Network Device Interrogation

SNMP is the universal protocol for monitoring network devices of all sizes. We look at SNMP's role and show you how to start gathering data.

Network Management is one of those things that Big Companies do. It’s a task often associated with hardware and software that costs six figures and requires lots of special training and experience to operate properly.

In the broadest context, Network Management is about the hardware, software, and techniques that are used for monitoring the health of your network and the devices connected to it. Typically, most smaller companies and people with home networks spend very little, if any, time thinking about these things — until a problem occurs.

That’s why a minimal level of management benefits even the smallest networks. On a small office local-area network (LAN) you may want to ask questions like, “Is the subnet served by the hub in the closet on the second floor congested?” and “How much traffic are we sending out through our Internet connection (and why is our provider charging for more)?” Or maybe, “Are any of our servers running low on memory or disk space?”

Equipped with a basic understanding of the Simple Network Management Protocol (SNMP) and the right software, you can begin to gather the data you’d need to answer those questions (and others like them). The SNMP Terms and Concepts sidebar, pg. 21, describes some of the terminology that we’ll encounter along the way.

SNMP’s History

During the mid-’80s, system and network administrators commonly used ping, traceroute, tcpdump, and similar command-line utilities to help keep traffic flowing over their networks. These tools were generally sufficient, as most networks were far smaller and less complex back then. By late 1987, Request For Comments (RFC) 1024 codified “an interim response to immediate gateway monitoring needs” called “Simple Gateway Monitoring Protocol” (SGMP). SGMP defined a platform-neutral standard for monitoring the health of the gateways that knitted together the previously isolated local-area networks to form the early Internet.

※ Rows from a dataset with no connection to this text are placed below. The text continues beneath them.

use carta_core::config::BedrockConfig;
use secrecy::{ExposeSecret, SecretString};
use serde::Serialize;
use tracing::{error, info};

#[derive(Clone, Copy, Debug, PartialEq, Eq, Serialize)]
#[serde(rename_all = "snake_case")]
pub enum AuthMethod {
    ApiKey,
    None,
}

impl AuthMethod {
    pub fn as_str(self) -> &'static str {
        match self {
            Self::ApiKey => "api_key",
            Self::None => "none",
        }
    }
}

#[derive(Clone, Debug, Serialize)]
pub struct ModelInfo {
    pub model_id: String,
    pub region: String,
    pub auth_method: AuthMethod,
    pub authenticated: bool,
}

/// Credential handling for the Bedrock runtime.
///
/// Only API-key (bearer) auth is supported; `authenticate` verifies that a
/// key is configured and reports failure otherwise so the service can start
/// degraded instead of crashing.
#[derive(Clone, Debug)]
pub struct BedrockAuth {
    config: BedrockConfig,
    authenticated: bool,
}

impl BedrockAuth {
    pub fn new(config: BedrockConfig) -> Self {
        Self { config, authenticated: false }
    }

    pub fn auth_method(&self) -> AuthMethod {
        match &self.config.api_key {
            Some(key) if !key.expose_secret().trim().is_empty() => AuthMethod::ApiKey,
            _ => AuthMethod::None,
        }
    }

    pub fn authenticate(&mut self) -> bool {
        let method = self.auth_method();
        info!(auth_method = method.as_str(), "attempting bedrock authentication");

        match method {
            AuthMethod::ApiKey => {
                self.authenticated = true;
                info!(
                    model_id = %self.config.model_id,
                    region = %self.config.region,
                    "bedrock credentials configured"
                );
                true
            }
            AuthMethod::None => {
                error!(
                    "no bedrock credentials configured; set AWS_BEARER_TOKEN_BEDROCK or CARTA_BEDROCK_API_KEY"
                );
                false
            }
        }
    }

    pub fn is_authenticated(&self) -> bool {
        self.authenticated
    }

    pub fn model_id(&self) -> &str {
        &self.config.model_id
    }

    pub fn region(&self) -> &str {
        &self.config.region
    }

    pub fn api_key(&self) -> Option<&SecretString> {
        self.config.api_key.as_ref()
    }

    pub fn model_info(&self) -> ModelInfo {
        ModelInfo {
            model_id: self.config.model_id.clone(),
            region: self.config.region.clone(),
            auth_method: self.auth_method(),
            authenticated: self.authenticated,
        }
    }
}

#[cfg(test)]
mod tests {
    use carta_core::config::BedrockConfig;

    use super::{AuthMethod, BedrockAuth};

    fn config(api_key: Option<&str>) -> BedrockConfig {
        BedrockConfig {
            model_id: "us.amazon.nova-pro-v1:0".to_string(),
            region: "us-west-2".to_string(),
            api_key: api_key.map(|key| key.to_string().into()),
        }
    }

    #[test]
    fn authentication_succeeds_with_an_api_key() {
        let mut auth = BedrockAuth::new(config(Some("bedrock-key")));
        assert_eq!(auth.auth_method(), AuthMethod::ApiKey);
        assert!(auth.authenticate());
        assert!(auth.is_authenticated());
    }

    #[test]
    fn authentication_fails_without_credentials() {
        let mut auth = BedrockAuth::new(config(None));
        assert_eq!(auth.auth_method(), AuthMethod::None);
        assert!(!auth.authenticate());
        assert!(!auth.is_authenticated());
    }

    #[test]
    fn blank_api_key_counts_as_no_credentials() {
        let mut auth = BedrockAuth::new(config(Some("   ")));
        assert_eq!(auth.auth_method(), AuthMethod::None);
        assert!(!auth.authenticate());
    }

    #[test]
    fn model_info_reports_configuration() {
        let mut auth = BedrockAuth::new(config(Some("bedrock-key")));
        auth.authenticate();

        let info = auth.model_info();
        assert_eq!(info.model_id, "us.amazon.nova-pro-v1:0");
        assert_eq!(info.region, "us-west-2");
        assert_eq!(info.auth_method, AuthMethod::ApiKey);
        assert!(info.authenticated);
    }
}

After almost another two years of development, SNMP emerged in RFC 1067. The “simple” in SNMP’s name was meant to contrast with rival standards of that time, including the Common Management Information Protocol (CMIP). (CMIP was particularly popular with telecommunications companies and still has specialized uses). While SNMP has too many obscurities and blemishes to be considered truly “simple,” it is much less complex than CMIP and other rivals.

By the mid-’90s, Java and HTTP appeared to be the solutions for nearly every problem, and many vendors in the networking industry lined up to drink the Kool-aid. Their product teams abandoned SNMP for what seemed like “higher-level” solutions. But the Web and Java approaches never took over the marketplace the way fans had expected. Today they remain “specialty items,” while virtually all networking devices, including the least expensive hubs and network printers, support SNMP. If you want to manage anything or everything on your network and want to be able to choose from the broadest array of tools, expect to deal with SNMP.

SNMP Terms and Concepts

The SNMP world is filled with abbreviations, most of which you’re unlikely to have ever heard before. Here are a few of the most important:

ASN.1: An SNMP message is constructed with the Abstract Syntax Notation, version 1. ASN.1 defines integers, OIDs, octet strings, and null as its simple types.

BER: The Basic Encoding Rules represent ASN.1 data as octet strings.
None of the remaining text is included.